IRS makes dramatic change to ACA filing – Are your clients prepared?

Wondering how to help your clients make sense of the latest changes to the ACA?

Look no further.

For more than half a decade, employers have been filling out required ACA forms, sending them to employees, and filing those forms with the IRS. And for employers with fewer than 250 forms, that filing process could be fairly straightforward – they had the option to print the forms and mail them off. New regulations, though, mean that this process will become more involved when employers file their 2023 tax year forms in early 2024.

Recently issued final regulations implement Section 2301  of the Taxpayer First Act and will dramatically expand the electronic filing rules. Under the new regulations, any employer who files 10 or more aggregate returns will now be required to file electronically. This change could prove challenging to many employers who have previously relied on the ability to file paper copies and who may not have updated systems in place to comply with the new requirements.

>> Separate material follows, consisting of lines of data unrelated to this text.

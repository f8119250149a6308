//! Drill-down choices for the next level of a date hierarchy.
//!
//! Given the currently selected year and month, a policy yields the dates
//! to offer one level down: years, months of a year, or days of a month.
//! The reference moment is always passed in, never read from a clock.
//!
//! Two policies are provided:
//!
//! - [`DefaultPolicy`] - the full calendar, three years either side of today
//!   at the top level
//! - [`PastOnlyPolicy`] - only dates not after the reference moment, with a
//!   window of past years at the top level
//!
//! Callers may plug in their own by implementing [`DrilldownPolicy`].

use std::iter::FusedIterator;

use chrono::{DateTime, Datelike, FixedOffset, Months, NaiveDate, TimeZone};
use derive_more::Display;
use serde::{Deserialize, Serialize};

use crate::calendar;
use crate::error::{Error, Result};
use crate::selection::DrilldownLevel;

/// Years offered either side of today by the default policy.
pub const DEFAULT_YEAR_SPAN: i32 = 3;

/// Past years offered by the past-only policy unless configured otherwise.
pub const DEFAULT_PAST_YEARS: u32 = 3;

/// An ascending, finite sequence of drill-down dates.
///
/// Each item is the first day of the year, month or day it stands for.
/// The sequence is computed lazily and can be cloned to iterate again.
#[derive(Debug, Clone, PartialEq, Eq)]
pub struct Drilldown {
    level: DrilldownLevel,
    next: Option<NaiveDate>,
    last: NaiveDate,
}

impl Drilldown {
    fn new(level: DrilldownLevel, first: NaiveDate, last: NaiveDate) -> Self {
        Self {
            level,
            next: (first <= last).then_some(first),
            last,
        }
    }

    /// Stop the sequence at `cutoff` (inclusive).
    #[must_use]
    pub fn until(mut self, cutoff: NaiveDate) -> Self {
        if cutoff < self.last {
            self.last = cutoff;
        }
        if self.next.is_some_and(|next| next > self.last) {
            self.next = None;
        }
        self
    }

    /// The level these dates stand for.
    #[must_use]
    pub const fn level(&self) -> DrilldownLevel {
        self.level
    }

    fn step(&self, date: NaiveDate) -> Option<NaiveDate> {
        match self.level {
            DrilldownLevel::Years => date.checked_add_months(Months::new(12)),
            DrilldownLevel::Months => date.checked_add_months(Months::new(1)),
            DrilldownLevel::Days => date.succ_opt(),
        }
    }
}

impl Iterator for Drilldown {
    type Item = NaiveDate;

    fn next(&mut self) -> Option<Self::Item> {
        let current = self.next?;
        self.next = self.step(current).filter(|date| *date <= self.last);
        Some(current)
    }
}

impl FusedIterator for Drilldown {}

/// The whole level below `(year, month)`, before any policy filtering.
///
/// `years` computes the top-level window and is only called at that level.
fn full_level(
    year: Option<i32>,
    month: Option<u32>,
    years: impl FnOnce() -> Result<(i32, i32)>,
) -> Result<Drilldown> {
    match DrilldownLevel::for_lookup(year, month)? {
        DrilldownLevel::Years => {
            let (first, last) = years()?;
            Ok(Drilldown::new(
                DrilldownLevel::Years,
                calendar::year_start(first)?,
                calendar::year_start(last)?,
            ))
        }
        DrilldownLevel::Months => {
            let year = year.ok_or_else(|| Error::invalid_selection("months need a year"))?;
            Ok(Drilldown::new(
                DrilldownLevel::Months,
                calendar::month_start(year, 1)?,
                calendar::month_start(year, 12)?,
            ))
        }
        DrilldownLevel::Days => {
            let (Some(year), Some(month)) = (year, month) else {
                return Err(Error::invalid_selection("days need a year and a month"));
            };
            let first = calendar::month_start(year, month)?;
            let last = calendar::next_month_start(first)?
                .pred_opt()
                .ok_or_else(|| Error::Overflow(format!("no last day for {year}-{month:02}")))?;
            Ok(Drilldown::new(DrilldownLevel::Days, first, last))
        }
    }
}

fn year_window(center: i32, before: i32, after: i32) -> Result<(i32, i32)> {
    let first = center
        .checked_sub(before)
        .ok_or_else(|| Error::out_of_range("year", center))?;
    let last = center
        .checked_add(after)
        .ok_or_else(|| Error::out_of_range("year", center))?;
    Ok((first, last))
}

/// Full-calendar drill-down.
///
/// - nothing selected: Jan 1 of each year from three years before `today`
///   to three years after, seven dates in all
/// - a year: day 1 of each of its twelve months
/// - a year and month: every day of that month
pub fn default_drilldown(
    year: Option<i32>,
    month: Option<u32>,
    today: NaiveDate,
) -> Result<Drilldown> {
    full_level(year, month, || {
        year_window(today.year(), DEFAULT_YEAR_SPAN, DEFAULT_YEAR_SPAN)
    })
}

/// Drill-down restricted to dates not after `as_of`.
///
/// - nothing selected: Jan 1 of the `past_years` years ending with the
///   year of `as_of`
/// - a year: the months of that year up to and including the month of
///   `as_of`
/// - a year and month: the days of that month up to and including the
///   date of `as_of`
///
/// Dates are compared in the local time of `as_of`. A year or month that
/// lies wholly after `as_of` yields an empty sequence.
pub fn past_only_drilldown<Tz: TimeZone>(
    year: Option<i32>,
    month: Option<u32>,
    as_of: &DateTime<Tz>,
    past_years: u32,
) -> Result<Drilldown> {
    let today = as_of.date_naive();

    if past_years == 0 {
        // Nothing to offer at the top level; still validate the lookup shape.
        let level = DrilldownLevel::for_lookup(year, month)?;
        if level == DrilldownLevel::Years {
            return Ok(Drilldown {
                level,
                next: None,
                last: today,
            });
        }
    }

    let level = full_level(year, month, || {
        let back = i32::try_from(past_years.saturating_sub(1))
            .map_err(|_| Error::out_of_range("past_years", past_years))?;
        year_window(today.year(), back, 0)
    })?;

    let cutoff = match level.level() {
        DrilldownLevel::Years | DrilldownLevel::Days => today,
        DrilldownLevel::Months => calendar::first_of_month(today),
    };
    Ok(level.until(cutoff))
}

/// A strategy for choosing the dates one level below a selection.
///
/// `as_of` is the reference moment, captured once by the caller.
pub trait DrilldownPolicy {
    /// Dates to offer below the `(year, month)` lookup.
    fn drilldown(
        &self,
        year: Option<i32>,
        month: Option<u32>,
        as_of: &DateTime<FixedOffset>,
    ) -> Result<Drilldown>;
}

/// The full calendar regardless of the reference moment.
#[derive(Debug, Clone, Copy, Default, PartialEq, Eq)]
pub struct DefaultPolicy;

impl DrilldownPolicy for DefaultPolicy {
    fn drilldown(
        &self,
        year: Option<i32>,
        month: Option<u32>,
        as_of: &DateTime<FixedOffset>,
    ) -> Result<Drilldown> {
        default_drilldown(year, month, as_of.date_naive())
    }
}

/// Only dates up to the reference moment.
#[derive(Debug, Clone, Copy, PartialEq, Eq)]
pub struct PastOnlyPolicy {
    /// Number of years offered at the top level, ending with the current one
    pub past_years: u32,
}

impl Default for PastOnlyPolicy {
    fn default() -> Self {
        Self {
            past_years: DEFAULT_PAST_YEARS,
        }
    }
}

impl DrilldownPolicy for PastOnlyPolicy {
    fn drilldown(
        &self,
        year: Option<i32>,
        month: Option<u32>,
        as_of: &DateTime<FixedOffset>,
    ) -> Result<Drilldown> {
        past_only_drilldown(year, month, as_of, self.past_years)
    }
}

/// Name of a built-in policy, as used in configuration and on the CLI.
#[derive(Debug, Clone, Copy, Default, PartialEq, Eq, Display, Serialize, Deserialize)]
#[serde(rename_all = "kebab-case")]
pub enum PolicyKind {
    #[default]
    #[display("default")]
    Default,
    #[display("past-only")]
    PastOnly,
}

/// A built-in policy selected by configuration.
#[derive(Debug, Clone, Copy, PartialEq, Eq)]
pub enum Policy {
    Default(DefaultPolicy),
    PastOnly(PastOnlyPolicy),
}

impl Policy {
    /// Build the policy named by `kind`.
    #[must_use]
    pub const fn new(kind: PolicyKind, past_years: u32) -> Self {
        match kind {
            PolicyKind::Default => Self::Default(DefaultPolicy),
            PolicyKind::PastOnly => Self::PastOnly(PastOnlyPolicy { past_years }),
        }
    }

    /// The name of this policy.
    #[must_use]
    pub const fn kind(&self) -> PolicyKind {
        match self {
            Self::Default(_) => PolicyKind::Default,
            Self::PastOnly(_) => PolicyKind::PastOnly,
        }
    }
}

impl Default for Policy {
    fn default() -> Self {
        Self::Default(DefaultPolicy)
    }
}

impl DrilldownPolicy for Policy {
    fn drilldown(
        &self,
        year: Option<i32>,
        month: Option<u32>,
        as_of: &DateTime<FixedOffset>,
    ) -> Result<Drilldown> {
        match self {
            Self::Default(policy) => policy.drilldown(year, month, as_of),
            Self::PastOnly(policy) => policy.drilldown(year, month, as_of),
        }
    }
}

This regulation will require virtually all employers subject to Form 1094/1095 filing to file electronically. In the past, employers were not required to aggregate its Forms 1095-C with other tax forms, most notably Forms W-2. This meant an employer could have 500 Forms W-2 it had to file electronically, but could file a paper copy of the 200 Forms 1095-C it was required to send. Under the new regulations, any employer with 10 or more total forms must file electronically.

Forms 1094-C & 1095-C

Employers with 50 or more full time equivalent employees are required to distribute and file Forms 1095-C and Form 1094-C to applicable employees and to the IRS each year.  Employees who meet the “full time” IRS threshold under the ACA rules are required to receive a form 1095-C.  Employers who sponsor a self-funded medical plan are also required to provide Forms 1095-C for any enrolled individual in the medical plan in the given tax year, even if they do not meet the threshold as a full-time employee.  Examples are COBRA participants, retirees and part time employees who are enrolled in the self-funded plan.

Forms 1094-B & 1095-B

For employers with fewer than 50 full time equivalent employees who sponsor a self-funded medical plan, Forms 1095-B are required for any individuals enrolled in the medical plan for any part of the tax year.

Prepare now for new IRS electronic filing rules

Navigating the complexities of transmitting Forms 1094 and 1095 to the Internal Revenue Service (IRS) can be a challenging process for your clients, or even for you as their tax advisor. Ensuring compliance with regulatory requirements and avoiding penalties demands a high level of attention to detail and adherence to deadlines.  Here are some of the steps you or your client need to consider in being prepared to submit to IRS electronically:

Steps to successfully transmit these documents to the IRS:

    • First gather the necessary information for each full-time employee. This includes details on the health insurance coverage offered, the employee’s share of the lowest-cost monthly premium, and the months for which the coverage was available. Errors in these forms can lead to complications and potential penalties.
    • Once the forms are accurately completed, they need to be filed with the IRS. Electronic filing is mandatory for virtually all employers starting 2024 (for 2023 reporting year)…
    • The electronic transmission of Forms 1094 and 1095 is carried out through the Affordable Care Act Information Returns (AIR) system. To utilize this system, employers must first obtain a Transmitter Control Code (TCC, a process that can take up to two months to complete. It is essential to factor in this timeline when preparing for the submission, as the deadline for submitting forms to the IRS is fixed and must be met to avoid penalties.
    • The TCC application process involves registering with the IRS e-Services, applying for the TCC, and passing a series of tests to ensure their systems can successfully transmit the forms. This is a crucial step, as it ensures that the employer’s software and communication systems are compatible with the IRS’s requirements.
    • Once the TCC is obtained and the software is tested, employers can proceed to submit Forms 1094 and 1095 electronically. It is essential to double-check the submitted information to avoid errors and potential penalties. In case of any errors, the IRS will send a notification, and employers must promptly correct and resubmit the forms. The IRS requires the information to be submitted in a specific schema (file format) and the business rules can change each year.  Consolidating a client’s data to be compatible for the current year’s schema can be time consuming.

In conclusion, the transmission of Forms 1094and 1095 to the IRS can be a time-consuming and intricate process. Employers need to remain vigilant and adhere to strict timelines to ensure successful submission and avoid penalties. Careful planning, accurate data collection, and thorough understanding of the submission process are crucial in navigating this annual compliance challenge.

Considering the recent changes under Section 2301, your clients who now have to comply with electronic transmission should identify how they are going to comply, either by setting up their own account with the AIR system and educating themselves on the specific IRS electronic format or choosing to contract with a trusted partner to complete their annual Forms 1094 and 1095 filings.